Em nota, defendeu ainda que a fiscalização do uso devido das vagas é necessária em função de histórico de inadimplência superior a 50% que desordenou a gestão do projeto. “A gestão ordenada das vagas promove o uso sustentável e organizado das ruas e uma melhoria da mobilidade urbana, bem como coíbe a ação de flanelinhas e a chegada de grupos de milícias em Niterói, como infelizmente ocorreu na capital e em outras cidades da Região Metropolitana. Cabe ressaltar que o reforço da fiscalização diminuiu a inadimplência para menos da metade do que ocorria”, diz um trecho da nota.
Caráter educativo
A prefeitura ainda lembrou que os usuários que usufruem das vagas têm até três dias úteis para regularizar o pagamento pelo uso do espaço. Caso contrário, o próprio sistema envia automaticamente um relatório com os dados de cada veículo irregular para a NitTrans.

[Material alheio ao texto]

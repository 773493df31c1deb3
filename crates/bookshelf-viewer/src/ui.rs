//! HUD overlay using bevy_egui

use bevy::prelude::*;
use bevy_egui::{egui, EguiContexts, EguiPrimaryContextPass};
use bookshelf_scene::ui::{render_category_summary, render_task_details};
use bookshelf_scene::{SelectedTask, ShelfSource, ShelfView, TaskSelected};

use crate::snapshot::PendingSnapshot;

pub struct UiPlugin;

impl Plugin for UiPlugin {
    fn build(&self, app: &mut App) {
        app.add_systems(Update, log_selections)
            .add_systems(EguiPrimaryContextPass, hud_system);
    }
}

fn log_selections(mut selections: MessageReader<TaskSelected>, source: Res<ShelfSource>) {
    for selected in selections.read() {
        let name = source
            .snapshot()
            .and_then(|s| s.find_task(&selected.task_id))
            .map(|(_, task)| task.name.as_str())
            .unwrap_or("?");
        tracing::debug!(task = %selected.task_id, name, "Selection shown in HUD");
    }
}

fn hud_system(
    mut contexts: EguiContexts,
    mut source: ResMut<ShelfSource>,
    mut selected: ResMut<SelectedTask>,
    view: Res<ShelfView>,
    pending: Res<PendingSnapshot>,
) {
    let Ok(ctx) = contexts.ctx_mut() else {
        return;
    };
    let mut clear_selection = false;
    let mut rebuild = false;

    egui::Window::new("Bookshelf")
        .anchor(egui::Align2::RIGHT_TOP, [-12.0, 12.0])
        .resizable(false)
        .default_width(260.0)
        .show(ctx, |ui| {
            let Some(snapshot) = source.snapshot() else {
                ui.label(egui::RichText::new("No snapshot loaded").color(egui::Color32::GRAY));
                return;
            };

            ui.label(format!(
                "{} tasks on {} shelves",
                snapshot.task_count(),
                snapshot.categories.len()
            ));
            if let Some(graph) = view.lifecycle.graph() {
                if !graph.omitted.is_empty() {
                    ui.label(
                        egui::RichText::new(format!("{} more did not fit", graph.omitted.len()))
                            .small()
                            .color(egui::Color32::from_rgb(200, 120, 50)),
                    );
                }
            }
            render_category_summary(ui, &snapshot.categories, |name| snapshot.tasks_for(name).len());

            if let Some(error) = &pending.error {
                ui.label(egui::RichText::new(error).small().color(egui::Color32::RED));
            }

            ui.separator();

            let details = selected
                .0
                .as_ref()
                .and_then(|id| snapshot.find_task(id));
            match details {
                Some((category, task)) => render_task_details(ui, category, task),
                None => {
                    ui.label(egui::RichText::new("Click a book to see its task").color(egui::Color32::GRAY));
                }
            }

            ui.separator();
            ui.horizontal(|ui| {
                clear_selection = ui.button("Clear selection").clicked();
                rebuild = ui.button("Rebuild").clicked();
            });
        });

    if clear_selection {
        selected.0 = None;
    }
    // A fresh snapshot identity makes the view tear down and rebuild
    if rebuild {
        if let Some(copy) = source.snapshot().cloned() {
            source.set(copy);
        }
    }
}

Sobre a decisão, a Niterói Rotativo diz entender e respeitar o posicionamento da Justiça. No entanto, destaca que a proposta da TPU tinha justamente um caráter educativo, dando ao usuário a oportunidade de regularizar a situação antes da aplicação de uma penalidade.
“O que muitas vezes não é mencionado é que o entendimento do juízo aponta para que não haja prazo de regularização, ou seja, que a autuação seja de forma imediata. A proposta (da empresa) buscava exatamente o contrário: um modelo mais pedagógico, priorizando a conscientização e a regularização voluntária do usuário”, disse em nota.